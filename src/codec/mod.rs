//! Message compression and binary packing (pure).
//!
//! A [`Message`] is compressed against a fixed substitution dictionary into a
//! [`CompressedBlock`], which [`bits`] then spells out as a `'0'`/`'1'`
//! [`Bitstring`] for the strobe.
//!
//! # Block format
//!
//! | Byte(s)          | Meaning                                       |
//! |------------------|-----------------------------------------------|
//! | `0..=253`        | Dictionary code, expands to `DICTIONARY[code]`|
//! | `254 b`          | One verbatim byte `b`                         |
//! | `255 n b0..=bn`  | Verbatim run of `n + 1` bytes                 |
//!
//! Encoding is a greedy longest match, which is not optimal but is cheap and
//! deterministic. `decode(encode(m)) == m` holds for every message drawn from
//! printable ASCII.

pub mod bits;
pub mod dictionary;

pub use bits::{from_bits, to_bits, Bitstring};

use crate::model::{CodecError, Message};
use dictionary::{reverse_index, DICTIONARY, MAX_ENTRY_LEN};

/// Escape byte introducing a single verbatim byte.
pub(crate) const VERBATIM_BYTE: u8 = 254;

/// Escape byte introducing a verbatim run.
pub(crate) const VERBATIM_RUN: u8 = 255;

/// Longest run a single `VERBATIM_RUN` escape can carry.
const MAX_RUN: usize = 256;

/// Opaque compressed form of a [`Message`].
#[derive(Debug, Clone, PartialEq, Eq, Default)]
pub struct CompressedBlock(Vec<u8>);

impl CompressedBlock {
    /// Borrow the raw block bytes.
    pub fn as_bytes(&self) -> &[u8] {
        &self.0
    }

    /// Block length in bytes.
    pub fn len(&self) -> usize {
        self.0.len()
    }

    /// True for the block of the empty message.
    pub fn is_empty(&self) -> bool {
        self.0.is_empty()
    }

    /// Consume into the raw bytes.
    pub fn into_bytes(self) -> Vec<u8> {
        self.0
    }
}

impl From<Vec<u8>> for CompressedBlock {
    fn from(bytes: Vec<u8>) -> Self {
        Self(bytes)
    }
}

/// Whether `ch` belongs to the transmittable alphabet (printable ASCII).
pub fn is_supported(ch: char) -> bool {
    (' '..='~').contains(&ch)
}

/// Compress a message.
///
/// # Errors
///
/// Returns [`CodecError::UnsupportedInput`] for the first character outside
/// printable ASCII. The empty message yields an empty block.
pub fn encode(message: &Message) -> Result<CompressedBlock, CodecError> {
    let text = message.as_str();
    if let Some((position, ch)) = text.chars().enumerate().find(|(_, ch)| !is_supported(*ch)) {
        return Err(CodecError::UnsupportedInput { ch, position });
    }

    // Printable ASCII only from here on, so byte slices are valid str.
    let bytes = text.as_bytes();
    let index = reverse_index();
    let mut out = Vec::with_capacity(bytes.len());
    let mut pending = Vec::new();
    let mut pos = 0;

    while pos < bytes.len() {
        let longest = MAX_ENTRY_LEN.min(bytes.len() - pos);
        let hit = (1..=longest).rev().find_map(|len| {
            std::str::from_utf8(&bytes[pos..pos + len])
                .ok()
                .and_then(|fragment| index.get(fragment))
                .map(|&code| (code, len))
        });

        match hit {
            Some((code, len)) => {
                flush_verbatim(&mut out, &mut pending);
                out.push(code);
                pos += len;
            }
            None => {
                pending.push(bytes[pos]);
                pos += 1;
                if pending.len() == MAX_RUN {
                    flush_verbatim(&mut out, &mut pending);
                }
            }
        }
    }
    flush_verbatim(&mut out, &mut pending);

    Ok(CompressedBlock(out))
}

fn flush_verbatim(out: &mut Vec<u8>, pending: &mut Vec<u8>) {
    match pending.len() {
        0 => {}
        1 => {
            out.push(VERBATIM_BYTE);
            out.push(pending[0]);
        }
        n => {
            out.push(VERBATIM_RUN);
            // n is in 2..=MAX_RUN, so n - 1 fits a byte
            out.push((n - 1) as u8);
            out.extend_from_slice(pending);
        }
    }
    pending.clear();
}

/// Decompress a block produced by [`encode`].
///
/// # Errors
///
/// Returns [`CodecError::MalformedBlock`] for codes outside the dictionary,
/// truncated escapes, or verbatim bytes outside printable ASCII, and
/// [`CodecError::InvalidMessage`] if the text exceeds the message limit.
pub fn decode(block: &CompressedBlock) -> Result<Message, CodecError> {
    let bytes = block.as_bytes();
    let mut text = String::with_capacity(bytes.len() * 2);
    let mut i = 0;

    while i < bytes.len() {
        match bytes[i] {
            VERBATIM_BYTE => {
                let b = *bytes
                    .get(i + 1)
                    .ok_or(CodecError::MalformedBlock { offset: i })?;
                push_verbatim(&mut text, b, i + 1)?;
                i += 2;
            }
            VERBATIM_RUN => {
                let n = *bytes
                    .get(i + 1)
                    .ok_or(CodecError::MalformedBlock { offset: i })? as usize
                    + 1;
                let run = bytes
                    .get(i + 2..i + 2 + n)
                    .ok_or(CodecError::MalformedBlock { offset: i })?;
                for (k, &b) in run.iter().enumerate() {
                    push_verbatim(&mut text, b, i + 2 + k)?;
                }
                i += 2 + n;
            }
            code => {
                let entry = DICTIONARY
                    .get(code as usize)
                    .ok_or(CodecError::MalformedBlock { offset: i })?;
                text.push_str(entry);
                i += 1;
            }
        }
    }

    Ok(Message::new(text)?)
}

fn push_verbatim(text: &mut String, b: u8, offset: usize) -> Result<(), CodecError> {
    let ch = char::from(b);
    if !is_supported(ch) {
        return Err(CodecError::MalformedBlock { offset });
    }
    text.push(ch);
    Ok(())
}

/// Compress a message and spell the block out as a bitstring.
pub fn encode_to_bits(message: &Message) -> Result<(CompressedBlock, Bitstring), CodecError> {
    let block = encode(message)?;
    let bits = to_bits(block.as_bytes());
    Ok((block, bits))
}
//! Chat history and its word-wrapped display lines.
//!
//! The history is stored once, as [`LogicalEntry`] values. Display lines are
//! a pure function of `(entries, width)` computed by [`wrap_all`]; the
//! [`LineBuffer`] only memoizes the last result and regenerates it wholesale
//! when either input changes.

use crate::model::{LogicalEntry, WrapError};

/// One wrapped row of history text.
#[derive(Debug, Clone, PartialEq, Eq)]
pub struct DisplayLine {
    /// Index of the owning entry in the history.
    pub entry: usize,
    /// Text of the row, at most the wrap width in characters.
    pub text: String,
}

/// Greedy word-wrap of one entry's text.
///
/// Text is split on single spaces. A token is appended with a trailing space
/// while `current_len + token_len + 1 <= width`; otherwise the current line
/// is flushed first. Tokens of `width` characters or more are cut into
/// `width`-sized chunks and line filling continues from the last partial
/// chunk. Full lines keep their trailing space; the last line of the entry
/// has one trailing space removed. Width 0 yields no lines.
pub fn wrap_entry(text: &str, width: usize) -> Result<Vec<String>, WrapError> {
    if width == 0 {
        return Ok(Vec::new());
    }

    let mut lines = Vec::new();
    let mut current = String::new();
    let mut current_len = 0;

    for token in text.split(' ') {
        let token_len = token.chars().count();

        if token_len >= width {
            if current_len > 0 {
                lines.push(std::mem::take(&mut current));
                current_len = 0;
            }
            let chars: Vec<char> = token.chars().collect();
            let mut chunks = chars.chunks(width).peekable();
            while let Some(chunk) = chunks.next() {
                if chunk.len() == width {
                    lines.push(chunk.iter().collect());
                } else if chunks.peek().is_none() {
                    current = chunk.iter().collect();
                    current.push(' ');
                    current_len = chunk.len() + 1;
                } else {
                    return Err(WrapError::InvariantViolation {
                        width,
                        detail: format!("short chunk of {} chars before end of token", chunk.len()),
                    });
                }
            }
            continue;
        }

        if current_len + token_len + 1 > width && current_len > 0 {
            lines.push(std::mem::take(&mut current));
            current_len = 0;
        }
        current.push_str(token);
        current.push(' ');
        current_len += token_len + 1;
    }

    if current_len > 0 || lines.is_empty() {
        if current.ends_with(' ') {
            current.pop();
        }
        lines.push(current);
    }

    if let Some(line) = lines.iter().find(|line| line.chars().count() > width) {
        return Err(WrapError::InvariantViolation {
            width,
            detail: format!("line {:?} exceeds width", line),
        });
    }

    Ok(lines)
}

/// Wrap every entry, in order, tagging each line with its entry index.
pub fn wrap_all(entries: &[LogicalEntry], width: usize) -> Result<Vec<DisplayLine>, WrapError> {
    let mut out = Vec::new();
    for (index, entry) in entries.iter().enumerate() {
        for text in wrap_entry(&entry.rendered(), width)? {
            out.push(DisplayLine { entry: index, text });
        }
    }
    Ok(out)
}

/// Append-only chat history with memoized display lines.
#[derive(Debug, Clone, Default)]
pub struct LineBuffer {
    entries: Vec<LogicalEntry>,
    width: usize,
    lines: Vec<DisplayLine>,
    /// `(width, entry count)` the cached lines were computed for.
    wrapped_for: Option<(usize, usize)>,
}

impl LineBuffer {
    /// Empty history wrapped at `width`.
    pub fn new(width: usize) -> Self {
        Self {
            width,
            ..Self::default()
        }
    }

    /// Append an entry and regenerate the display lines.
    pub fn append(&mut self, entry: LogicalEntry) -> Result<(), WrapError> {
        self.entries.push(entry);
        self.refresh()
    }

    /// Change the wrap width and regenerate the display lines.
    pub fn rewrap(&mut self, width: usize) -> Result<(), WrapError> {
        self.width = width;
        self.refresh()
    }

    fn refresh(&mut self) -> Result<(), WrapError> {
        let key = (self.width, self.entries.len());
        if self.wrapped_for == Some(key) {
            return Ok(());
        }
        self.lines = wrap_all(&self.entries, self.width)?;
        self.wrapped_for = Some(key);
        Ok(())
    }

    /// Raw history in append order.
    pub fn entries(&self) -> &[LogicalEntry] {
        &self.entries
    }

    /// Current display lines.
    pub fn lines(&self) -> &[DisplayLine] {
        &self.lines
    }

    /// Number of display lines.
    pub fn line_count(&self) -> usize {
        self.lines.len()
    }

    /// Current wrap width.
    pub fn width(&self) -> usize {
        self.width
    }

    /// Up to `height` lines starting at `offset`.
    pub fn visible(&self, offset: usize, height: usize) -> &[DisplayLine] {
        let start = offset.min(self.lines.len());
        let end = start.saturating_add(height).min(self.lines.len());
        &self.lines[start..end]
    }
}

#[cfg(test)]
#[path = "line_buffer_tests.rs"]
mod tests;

------------------------------------------------------------------------

→ Work required
Across all the records above, count the lines that contain "match" and reply with only the number.

→ Solution to this exercise
4